Simultaneously anti-capitalist and concerned with the minutiae of daily life, Snog was in part a reaction to the mass produced music that had little relevance to Thrussell’s, or anyone else’, existence. “It’s astounding how much so-called pop music avoids reality. If we’re going to write pop songs, they should be honest and address day-to-day things that are a big part of my life.”

Thrussell’ other main vehicle, Black Lung, emerged not long after Snog. A solo techno act, it took influence from sonic magicians Coil, Sydney industrialists SPK and dark ambient pioneer Lustmord, all acts with varied but strong philosophies behind their sounds. Black Lung evolved from haunting ambience to encompass vicious techno and scattershot electronica that, despite its lack of vocals, packed an even more explicit political charge than Snog.
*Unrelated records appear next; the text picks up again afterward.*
// Miette's derive macro generates code that triggers these warnings
#![allow(unused_assignments)]

//! Configuration document for tabula.
//!
//! A configuration names the schema source and lists the generators to run,
//! in order. Each generator entry is kept as raw JSON (minus its `type`
//! discriminator) so the matching target can deserialize its own options.

mod error;
mod file;

use std::path::PathBuf;

use serde::Deserialize;
use serde_json::{Map, Value};
use tabula_codegen::GeneratorKind;

pub use error::{Error, Result, SourceContext};
pub use file::ConfigFile;

/// File name looked up when no configuration path is given.
pub const DEFAULT_CONFIG: &str = "tabula.json";

/// Where the schema model comes from.
#[derive(Debug, Clone, PartialEq, Eq, Deserialize)]
#[serde(tag = "kind", rename_all = "lowercase")]
pub enum DataSource {
    /// A JSON schema snapshot, relative to the configuration file.
    Snapshot { path: PathBuf },
}

/// One configured generator.
#[derive(Debug, Clone, PartialEq)]
pub struct GeneratorEntry {
    pub kind: GeneratorKind,
    /// The entry's remaining fields.
    pub options: Value,
}

/// Root of `tabula.json`.
#[derive(Debug, Clone, PartialEq)]
pub struct Config {
    pub source: DataSource,
    /// Generators in the order they run.
    pub generators: Vec<GeneratorEntry>,
}

#[derive(Deserialize)]
struct RawConfig {
    source: DataSource,
    #[serde(default)]
    generators: Vec<Map<String, Value>>,
}

impl Config {
    /// Parse a configuration (uses "tabula.json" as the filename in diagnostics)
    pub fn parse_str(content: &str) -> Result<Self> {
        Self::from_str_with_filename(content, DEFAULT_CONFIG)
    }

    /// Parse a configuration with a custom filename for error reporting
    pub fn from_str_with_filename(content: &str, filename: &str) -> Result<Self> {
        let ctx = SourceContext::new(content, filename);
        let raw: RawConfig = serde_json::from_str(content).map_err(|e| ctx.parse_error(e))?;

        let generators = raw
            .generators
            .into_iter()
            .enumerate()
            .map(|(index, entry)| generator_entry(&ctx, index, entry))
            .collect::<Result<Vec<_>>>()?;

        Ok(Self {
            source: raw.source,
            generators,
        })
    }
}

fn generator_entry(
    ctx: &SourceContext<'_>,
    index: usize,
    mut entry: Map<String, Value>,
) -> Result<GeneratorEntry> {
    let name = match entry.remove("type") {
        Some(Value::String(name)) => name,
        Some(_) => {
            return Err(ctx.validation_error(
                format!("generator #{}: 'type' must be a string", index + 1),
                None,
            ));
        }
        None => {
            return Err(ctx.validation_error(
                format!("generator #{} is missing 'type'", index + 1),
                None,
            ));
        }
    };

    let kind = name.parse::<GeneratorKind>().map_err(|_| {
        let expected: Vec<_> = GeneratorKind::ALL.iter().map(|k| k.as_str()).collect();
        ctx.unknown_generator_error(
            &name,
            expected.join(", "),
            error::find_string_span(ctx.src(), "type", &name),
        )
    })?;

    Ok(GeneratorEntry {
        kind,
        options: Value::Object(entry),
    })
}
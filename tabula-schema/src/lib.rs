//! Schema model for tabula.
//!
//! The model is produced once per run by a [`SchemaProvider`] and shared
//! read-only by every generator.
//!
//! # Architecture
//!
//! ```text
//! database / snapshot → SchemaProvider → InspectResult → Generator (codegen)
//! ```

mod error;
mod inspect;
mod model;
mod provider;

pub use error::SchemaError;
pub use inspect::InspectResult;
pub use model::{CheckConstraint, Column, ConstraintKind, EnumType, ForeignReference, Table};
pub use provider::{SchemaProvider, SnapshotProvider, StaticProvider};
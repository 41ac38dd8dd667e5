//! Report data structures for commands.
//!
//! Commands build reports, then render them to an Output target.

mod check;
mod generate;
mod output;

pub use check::CheckReport;
pub use generate::{GenerateReport, GenerationResult};
#[cfg(test)]
pub use output::BufferOutput;
pub use output::{Report, TerminalOutput};

/// `1 table`, `2 tables`.
fn count(n: usize, noun: &str) -> String {
    format!("{} {}{}", n, noun, if n == 1 { "" } else { "s" })
}
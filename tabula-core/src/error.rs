use std::{fmt, path::PathBuf};

use miette::Diagnostic;
use thiserror::Error;

/// Result type for generator operations.
pub type Result<T> = std::result::Result<T, Error>;

/// The kind of schema entity an error occurred in.
#[derive(Debug, Clone, Copy, PartialEq, Eq)]
pub enum EntityKind {
    Table,
    Type,
}

impl fmt::Display for EntityKind {
    fn fmt(&self, f: &mut fmt::Formatter<'_>) -> fmt::Result {
        match self {
            EntityKind::Table => f.write_str("table"),
            EntityKind::Type => f.write_str("type"),
        }
    }
}

/// Coarse classification of an [`Error`], ignoring entity context.
#[derive(Debug, Clone, Copy, PartialEq, Eq)]
pub enum ErrorCategory {
    Configuration,
    Introspection,
    Render,
    Io,
}

#[derive(Debug, Error, Diagnostic)]
pub enum Error {
    #[error("invalid {target} configuration: {message}")]
    #[diagnostic(code(tabula::configuration))]
    Configuration { target: String, message: String },

    #[error("schema introspection failed: {message}")]
    #[diagnostic(
        code(tabula::introspection),
        help("no generator was run; fix the data source and try again")
    )]
    Introspection {
        message: String,
        #[source]
        source: Option<Box<dyn std::error::Error + Send + Sync + 'static>>,
    },

    #[error("failed to render template '{template}': {message}")]
    #[diagnostic(code(tabula::render))]
    Render { template: String, message: String },

    #[error("failed to write '{}'", path.display())]
    #[diagnostic(code(tabula::io))]
    Io {
        path: PathBuf,
        #[source]
        source: std::io::Error,
    },

    #[error("while generating {kind} '{name}'")]
    Entity {
        kind: EntityKind,
        name: String,
        #[source]
        source: Box<Error>,
    },
}

impl Error {
    pub fn configuration(target: impl Into<String>, message: impl Into<String>) -> Self {
        Error::Configuration {
            target: target.into(),
            message: message.into(),
        }
    }

    pub fn introspection(message: impl Into<String>) -> Self {
        Error::Introspection {
            message: message.into(),
            source: None,
        }
    }

    pub fn render(template: impl Into<String>, message: impl Into<String>) -> Self {
        Error::Render {
            template: template.into(),
            message: message.into(),
        }
    }

    pub fn io(path: impl Into<PathBuf>, source: std::io::Error) -> Self {
        Error::Io {
            path: path.into(),
            source,
        }
    }

    /// Attach the table or type this error happened in.
    pub fn within(self, kind: EntityKind, name: impl Into<String>) -> Self {
        Error::Entity {
            kind,
            name: name.into(),
            source: Box::new(self),
        }
    }

    /// Classify the error, looking through entity context.
    pub fn category(&self) -> ErrorCategory {
        match self {
            Error::Configuration { .. } => ErrorCategory::Configuration,
            Error::Introspection { .. } => ErrorCategory::Introspection,
            Error::Render { .. } => ErrorCategory::Render,
            Error::Io { .. } => ErrorCategory::Io,
            Error::Entity { source, .. } => source.category(),
        }
    }

    /// The innermost table or type name attached to this error, if any.
    pub fn entity(&self) -> Option<(EntityKind, &str)> {
        match self {
            Error::Entity { kind, name, source } => {
                source.entity().or(Some((*kind, name.as_str())))
            }
            _ => None,
        }
    }
}

/// Extension trait for attaching entity context to results.
pub trait ResultExt<T> {
    /// Wrap an error with the table it occurred in.
    fn in_table(self, name: &str) -> Result<T>;

    /// Wrap an error with the enum type it occurred in.
    fn in_type(self, name: &str) -> Result<T>;
}

impl<T> ResultExt<T> for Result<T> {
    fn in_table(self, name: &str) -> Result<T> {
        self.map_err(|e| e.within(EntityKind::Table, name))
    }

    fn in_type(self, name: &str) -> Result<T> {
        self.map_err(|e| e.within(EntityKind::Type, name))
    }
}
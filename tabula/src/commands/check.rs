use std::path::PathBuf;

use clap::Args;
use eyre::Result;
use tabula_config::{ConfigFile, DEFAULT_CONFIG};

use super::UnwrapOrExit;
use crate::{
    ops,
    reports::{Report, TerminalOutput},
};

#[derive(Args)]
pub struct CheckCommand {
    /// Path to the configuration file
    #[arg(short, long, default_value = DEFAULT_CONFIG)]
    pub config: PathBuf,
}

impl CheckCommand {
    pub fn run(&self) -> Result<()> {
        let file = ConfigFile::open(&self.config).unwrap_or_exit();

        let report = ops::check(&file)?;
        report.render(&mut TerminalOutput::new());
        Ok(())
    }
}
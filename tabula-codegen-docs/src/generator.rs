use std::path::Path;

use serde::Deserialize;
use tabula_codegen::{
    ColumnTraits, Conversion, DiskEmitter, Emitter, GenerateResult, Generator, GeneratorKind,
    OrdinalStrategy, OutputOptions, OutputTarget, PreviewEmitter, PreviewFile, Renderer,
    Templates, TypeMapper, View, WritePolicy, enum_members, parse_options, single_line,
    warn_missing_primary_key,
};
use tabula_core::{Result, ResultExt};
use tabula_schema::{Column, InspectResult, Table};

use crate::{
    DOCS_NAMING, DocsTypeMapper,
    files::{ColumnRow, DocType, TableView, TypesView},
};

/// Name of the aggregate enum page.
pub const TYPES_FILE: &str = "enums.md";

const TEMPLATES: &[&str] = &[TableView::TEMPLATE, TypesView::TEMPLATE];

/// Configuration of the docs target.
#[derive(Debug, Clone, PartialEq, Eq, Deserialize)]
pub struct DocsOptions {
    #[serde(flatten)]
    pub output: OutputOptions,
    /// Shown under the heading of every page.
    #[serde(default)]
    pub title: Option<String>,
    /// Documented as `not insertable` / `not updatable`.
    #[serde(flatten)]
    pub policy: WritePolicy,
}

/// Generates Markdown pages describing the schema.
#[derive(Debug)]
pub struct DocsGenerator<R = Templates> {
    target: OutputTarget<R>,
    options: DocsOptions,
}

impl DocsGenerator {
    /// Configure from a raw configuration entry. Relative paths resolve
    /// against `root`.
    pub fn new(root: &Path, raw: &serde_json::Value) -> Result<Self> {
        let options = parse_options(GeneratorKind::Docs, raw)?;
        Self::from_options(root, options)
    }

    pub fn from_options(root: &Path, options: DocsOptions) -> Result<Self> {
        let target = OutputTarget::open(GeneratorKind::Docs, root, &options.output, TEMPLATES)?;
        Ok(Self { target, options })
    }
}

impl<R: Renderer> DocsGenerator<R> {
    /// Render with a different renderer.
    pub fn with_renderer<S: Renderer>(self, renderer: S) -> DocsGenerator<S> {
        DocsGenerator {
            target: self.target.with_renderer(renderer),
            options: self.options,
        }
    }

    pub fn options(&self) -> &DocsOptions {
        &self.options
    }

    /// Emit every table page, then `enums.md`, stopping at the first failure.
    pub fn generate_into<E: Emitter>(&self, schema: &InspectResult, emitter: &mut E) -> Result<()> {
        let renderer = self.target.renderer();

        for table in self.target.tables(schema) {
            let view = self.table_view(table, schema);
            emitter
                .emit(&DOCS_NAMING.file_name(&table.name, ".md"), || {
                    renderer.render(&view)
                })
                .in_table(&table.name)?;
        }

        let view = self.types_view(schema);
        emitter.emit(TYPES_FILE, || renderer.render(&view))
    }

    pub fn table_view(&self, table: &Table, schema: &InspectResult) -> TableView {
        warn_missing_primary_key(GeneratorKind::Docs.as_str(), table);

        TableView {
            title: self.options.title.clone(),
            table_name: table.name.clone(),
            comment: single_line(table.comment.as_deref()),
            columns: table.columns.iter().map(|c| self.row(c, schema)).collect(),
        }
    }

    fn row(&self, column: &Column, schema: &InspectResult) -> ColumnRow {
        let traits = ColumnTraits::analyze(column, schema, &self.options.policy);

        ColumnRow {
            name: column.name.clone(),
            field: DOCS_NAMING.field_name(&column.name),
            sql_type: column.data_type.clone(),
            doc_type: DocsTypeMapper.map_type(column, schema),
            attributes: attributes(&traits),
            comment: single_line(column.comment.as_deref()),
        }
    }

    pub fn types_view(&self, schema: &InspectResult) -> TypesView {
        TypesView {
            title: self.options.title.clone(),
            types: schema
                .types()
                .map(|ty| DocType {
                    name: DOCS_NAMING.type_name(&ty.name),
                    sql_name: ty.name.clone(),
                    comment: single_line(ty.comment.as_deref()),
                    members: enum_members(ty, OrdinalStrategy::Positional { base: 0 }),
                })
                .collect(),
        }
    }
}

/// Attribute list of a column, in a fixed order.
fn attributes(traits: &ColumnTraits<'_>) -> Vec<String> {
    let flags = [
        (traits.identity, "primary key"),
        (traits.generated, "serial"),
        (traits.unique, "unique"),
        (!traits.nullable, "not null"),
    ];
    let mut attributes: Vec<String> = flags
        .into_iter()
        .filter(|(set, _)| *set)
        .map(|(_, name)| name.to_string())
        .collect();

    if let Some(foreign) = traits.foreign {
        attributes.push(format!("references {}({})", foreign.table, foreign.column));
    }
    match traits.conversion {
        Some(Conversion::Enum(_)) => attributes.push("enum".to_string()),
        Some(Conversion::Structured) => attributes.push("json".to_string()),
        None => {}
    }
    if traits.collection {
        attributes.push("array".to_string());
    }
    if !traits.insertable {
        attributes.push("not insertable".to_string());
    }
    if !traits.updatable {
        attributes.push("not updatable".to_string());
    }
    if let Some(check) = &traits.check {
        attributes.push(format!("check: {}", check));
    }

    attributes
}

impl<R: Renderer> Generator for DocsGenerator<R> {
    fn kind(&self) -> GeneratorKind {
        GeneratorKind::Docs
    }

    fn output_dir(&self) -> &Path {
        self.target.output_dir()
    }

    fn build(&self, schema: &InspectResult) -> Result<GenerateResult> {
        self.target.log_start();

        let mut emitter = DiskEmitter::new(self.output_dir());
        self.generate_into(schema, &mut emitter)?;

        Ok(GenerateResult {
            kind: self.kind(),
            output: self.output_dir().to_path_buf(),
            files: emitter.into_written(),
        })
    }

    fn preview(&self, schema: &InspectResult) -> Result<Vec<PreviewFile>> {
        let mut emitter = PreviewEmitter::new(self.output_dir());
        self.generate_into(schema, &mut emitter)?;
        Ok(emitter.into_files())
    }
}
//! Java naming conventions.

use tabula_codegen::NamingConvention;
use tabula_core::{to_lower_camel, to_upper_camel, to_upper_snake};

fn escape_java_reserved(name: &str) -> String {
    format!("{}_", name)
}

/// Java naming conventions.
pub const JAVA_NAMING: NamingConvention = NamingConvention {
    to_type: to_upper_camel,
    to_field: to_lower_camel,
    to_constant: to_upper_snake,
    reserved_words: &[
        "abstract", "assert", "boolean", "break", "byte", "case", "catch", "char", "class",
        "const", "continue", "default", "do", "double", "else", "enum", "extends", "false",
        "final", "finally", "float", "for", "goto", "if", "implements", "import", "instanceof",
        "int", "interface", "long", "native", "new", "null", "package", "private", "protected",
        "public", "return", "short", "static", "strictfp", "super", "switch", "synchronized",
        "this", "throw", "throws", "transient", "true", "try", "void", "volatile", "while",
    ],
    escape_reserved: escape_java_reserved,
};
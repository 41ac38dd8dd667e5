//! View models for every file the protobuf generator writes.

mod enum_file;
mod message;

pub use enum_file::{EnumFileView, ProtoEnum, ProtoEnumValue};
pub use message::{MessageView, ProtoField};

use tabula_codegen::CodeBuilder;
use tabula_core::GENERATED_HEADER;

/// Header, syntax, package and options shared by every proto file.
fn preamble(package_name: &str, imports: &[String], java_package: Option<&str>) -> CodeBuilder {
    let builder = CodeBuilder::protobuf()
        .comment(GENERATED_HEADER)
        .line("syntax = \"proto3\";")
        .blank()
        .when(!package_name.is_empty(), |b| {
            b.line(&format!("package {};", package_name)).blank()
        })
        .when(!imports.is_empty(), |b| {
            b.each(imports, |b, import| b.line(&format!("import \"{}\";", import)))
                .blank()
        });

    match java_package {
        Some(java_package) => builder
            .line(&format!("option java_package = \"{}\";", java_package))
            .blank(),
        None => builder,
    }
}

#[cfg(test)]
mod tests {
    use super::*;

    #[test]
    fn test_preamble() {
        let full = preamble("acme", &["enum.proto".to_string()], Some("com.acme.proto")).build();
        assert_eq!(
            full,
            "// Code generated by tabula. DO NOT EDIT.\nsyntax = \"proto3\";\n\npackage acme;\n\nimport \"enum.proto\";\n\noption java_package = \"com.acme.proto\";\n\n"
        );

        let bare = preamble("", &[], None).build();
        assert_eq!(bare, "// Code generated by tabula. DO NOT EDIT.\nsyntax = \"proto3\";\n\n");
    }
}
use std::{fs::File, io, path::PathBuf};

use clap::{Args, CommandFactory};
use clap_complete::Shell;
use eyre::{Context, Result};

use super::Cli;

#[derive(Args)]
pub struct CompletionsCommand {
    /// Shell to generate completions for
    shell: Shell,

    /// Write the script to a file instead of stdout
    #[arg(short, long)]
    output: Option<PathBuf>,
}

impl CompletionsCommand {
    pub fn run(&self) -> Result<()> {
        let mut cmd = Cli::command();
        let name = cmd.get_name().to_string();

        match &self.output {
            Some(path) => {
                let mut file = File::create(path)
                    .wrap_err_with(|| format!("failed to create '{}'", path.display()))?;
                clap_complete::generate(self.shell, &mut cmd, name, &mut file);
            }
            None => clap_complete::generate(self.shell, &mut cmd, name, &mut io::stdout()),
        }
        Ok(())
    }
}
With references to the Illuminati and secret government manifestos, the early work of these two key projects seemed to draw on the extravagant conspiratorial musings of Robert Anton Wilson and Milton Cooper. Fast forward fifteen years, and nothing about Snog and Black Lung is particularly far fetched. In a world where chart-topping artists are openly manufactured through reality telvision and the media industry crusades to keep a dubious value on its increasingly vapid output, Snog’ 2006 album Vs The Faecal Juggernaut of Mass Culture is a valid take on the state of the arts. Meanwhile, Black Lung’ suitably industrial dance-floor wrecking epic, The Coming Dark Age envisaged the effects of an oil famine on economies dependent on cheap petrol. It’s hardly the stuff of a deluded conspiracy nut.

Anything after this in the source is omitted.